> [INPUT DATA]

══════

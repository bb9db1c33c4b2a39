//! Request DTOs for the gateway API
//!
//! Defines the structure of incoming HTTP request bodies and query strings.

use std::collections::BTreeMap;
use std::time::Duration;

use serde::Deserialize;

use crate::cache::Resource;
use crate::error::{CacheError, Result};

/// Query parameter that overrides the TTL of a cached response.
pub const TTL_PARAM: &str = "ttl_ms";

/// Request body for POST /cache/invalidate
///
/// Exactly one of `key` or `resource` must be given.
#[derive(Debug, Clone, Default, Deserialize)]
pub struct InvalidateRequest {
    /// A single rendered cache key, e.g. `risks?page=2`
    #[serde(default)]
    pub key: Option<String>,
    /// A resource; every key built for it is invalidated
    #[serde(default)]
    pub resource: Option<Resource>,
}

impl InvalidateRequest {
    /// Validates the request data
    ///
    /// Returns an error message if validation fails, None if valid.
    pub fn validate(&self) -> Option<String> {
        match (&self.key, &self.resource) {
            (Some(_), Some(_)) => Some("Specify either key or resource, not both".to_string()),
            (None, None) => Some("Either key or resource is required".to_string()),
            (Some(key), None) if key.is_empty() => Some("Key cannot be empty".to_string()),
            _ => None,
        }
    }
}

/// Splits the TTL override out of a resource query.
///
/// The remaining parameters are what identifies the cached response.
pub fn take_ttl(params: &mut BTreeMap<String, String>) -> Result<Option<Duration>> {
    match params.remove(TTL_PARAM) {
        Some(raw) => raw
            .parse::<u64>()
            .map(|ms| Some(Duration::from_millis(ms)))
            .map_err(|_| CacheError::InvalidRequest(format!("Invalid {}: {}", TTL_PARAM, raw))),
        None => Ok(None),
    }
}
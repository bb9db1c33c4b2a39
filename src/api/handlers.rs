//! API Handlers
//!
//! HTTP request handlers for each gateway endpoint.

use std::collections::BTreeMap;
use std::sync::Arc;

use axum::{
    extract::{Path, Query, State},
    Json,
};
use serde_json::Value;

use crate::cache::{ApiCache, CacheKey, Resource};
use crate::config::Config;
use crate::error::{CacheError, Result};
use crate::models::{
    take_ttl, ClearResponse, HealthResponse, InvalidateRequest, InvalidateResponse, StatsResponse,
};
use crate::upstream::{HttpUpstream, Upstream};

/// Cache of upstream JSON responses.
pub type ResponseCache = ApiCache<Value, CacheError>;

/// Application state shared across all handlers.
#[derive(Clone)]
pub struct AppState {
    /// Deduplicating response cache
    pub cache: ResponseCache,
    /// Backend the cache fetches from on a miss
    pub upstream: Arc<dyn Upstream>,
}

impl AppState {
    /// Creates a new AppState with the given cache and upstream.
    pub fn new(cache: ResponseCache, upstream: Arc<dyn Upstream>) -> Self {
        Self { cache, upstream }
    }

    /// Creates a new AppState from configuration.
    ///
    /// Builds the HTTP upstream client and an empty cache with the
    /// configured default TTL.
    pub fn from_config(config: &Config) -> Result<Self> {
        let upstream = HttpUpstream::new(config.upstream_url.clone(), config.upstream_timeout())?;
        Ok(Self::new(
            ApiCache::new(config.default_ttl()),
            Arc::new(upstream),
        ))
    }

    /// Serves `key` from the cache, fetching it from the upstream on a miss.
    async fn serve(&self, key: CacheKey, ttl: Option<std::time::Duration>) -> Result<Json<Value>> {
        let upstream = Arc::clone(&self.upstream);
        let path = key.path();
        let query = key.params().clone();

        let value = self
            .cache
            .get(
                key,
                move || async move { upstream.fetch(&path, &query).await },
                ttl,
            )
            .await?;

        Ok(Json(value))
    }
}

/// Handler for GET /api/:resource
///
/// Returns a (possibly cached) collection listing. Query parameters are
/// forwarded upstream and form part of the cache key, except `ttl_ms`.
pub async fn list_handler(
    State(state): State<AppState>,
    Path(resource): Path<String>,
    Query(mut params): Query<BTreeMap<String, String>>,
) -> Result<Json<Value>> {
    let resource: Resource = resource.parse()?;
    let ttl = take_ttl(&mut params)?;

    state
        .serve(CacheKey::list(resource).with_params(params), ttl)
        .await
}

/// Handler for GET /api/:resource/:id
///
/// Returns a (possibly cached) single item.
pub async fn item_handler(
    State(state): State<AppState>,
    Path((resource, id)): Path<(String, String)>,
    Query(mut params): Query<BTreeMap<String, String>>,
) -> Result<Json<Value>> {
    let resource: Resource = resource.parse()?;
    let ttl = take_ttl(&mut params)?;

    state
        .serve(CacheKey::item(resource, id).with_params(params), ttl)
        .await
}

/// Handler for POST /cache/invalidate
///
/// Drops one key or every key of a resource. In-flight fetches are not affected.
pub async fn invalidate_handler(
    State(state): State<AppState>,
    Json(req): Json<InvalidateRequest>,
) -> Result<Json<InvalidateResponse>> {
    if let Some(error_msg) = req.validate() {
        return Err(CacheError::InvalidRequest(error_msg));
    }

    let response = match (req.key, req.resource) {
        (Some(key), _) => {
            let removed = usize::from(state.cache.invalidate(&key).await);
            InvalidateResponse::new(key, removed)
        }
        (None, Some(resource)) => {
            let removed = state.cache.invalidate_resource(resource).await;
            InvalidateResponse::new(resource.as_str(), removed)
        }
        (None, None) => {
            return Err(CacheError::InvalidRequest(
                "Either key or resource is required".to_string(),
            ))
        }
    };

    Ok(Json(response))
}

/// Handler for DELETE /cache
pub async fn clear_handler(State(state): State<AppState>) -> Json<ClearResponse> {
    state.cache.clear().await;
    Json(ClearResponse::new())
}

/// Handler for GET /stats
pub async fn stats_handler(State(state): State<AppState>) -> Json<StatsResponse> {
    Json(StatsResponse::new(state.cache.stats().await))
}

/// Handler for GET /health
pub async fn health_handler() -> Json<HealthResponse> {
    Json(HealthResponse::healthy())
}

══════

> [THE TASK] From the start of the data to the line that holds "use std::sync::Arc;", retype each line exactly, with both ends included.

> [REPLY]
repository bb9db1c33c4b2a39
//! Request DTOs for the gateway API
//!
//! Defines the structure of incoming HTTP request bodies and query strings.

use std::collections::BTreeMap;
use std::time::Duration;

use serde::Deserialize;

use crate::cache::Resource;
use crate::error::{CacheError, Result};

/// Query parameter that overrides the TTL of a cached response.
pub const TTL_PARAM: &str = "ttl_ms";

/// Request body for POST /cache/invalidate
///
/// Exactly one of `key` or `resource` must be given.
#[derive(Debug, Clone, Default, Deserialize)]
pub struct InvalidateRequest {
    /// A single rendered cache key, e.g. `risks?page=2`
    #[serde(default)]
    pub key: Option<String>,
    /// A resource; every key built for it is invalidated
    #[serde(default)]
    pub resource: Option<Resource>,
}

impl InvalidateRequest {
    /// Validates the request data
    ///
    /// Returns an error message if validation fails, None if valid.
    pub fn validate(&self) -> Option<String> {
        match (&self.key, &self.resource) {
            (Some(_), Some(_)) => Some("Specify either key or resource, not both".to_string()),
            (None, None) => Some("Either key or resource is required".to_string()),
            (Some(key), None) if key.is_empty() => Some("Key cannot be empty".to_string()),
            _ => None,
        }
    }
}

/// Splits the TTL override out of a resource query.
///
/// The remaining parameters are what identifies the cached response.
pub fn take_ttl(params: &mut BTreeMap<String, String>) -> Result<Option<Duration>> {
    match params.remove(TTL_PARAM) {
        Some(raw) => raw
            .parse::<u64>()
            .map(|ms| Some(Duration::from_millis(ms)))
            .map_err(|_| CacheError::InvalidRequest(format!("Invalid {}: {}", TTL_PARAM, raw))),
        None => Ok(None),
    }
}
repository bb9db1c33c4b2a39
filename src/api/handlers.rs
//! API Handlers
//!
//! HTTP request handlers for each gateway endpoint.

use std::collections::BTreeMap;
use std::sync::Arc;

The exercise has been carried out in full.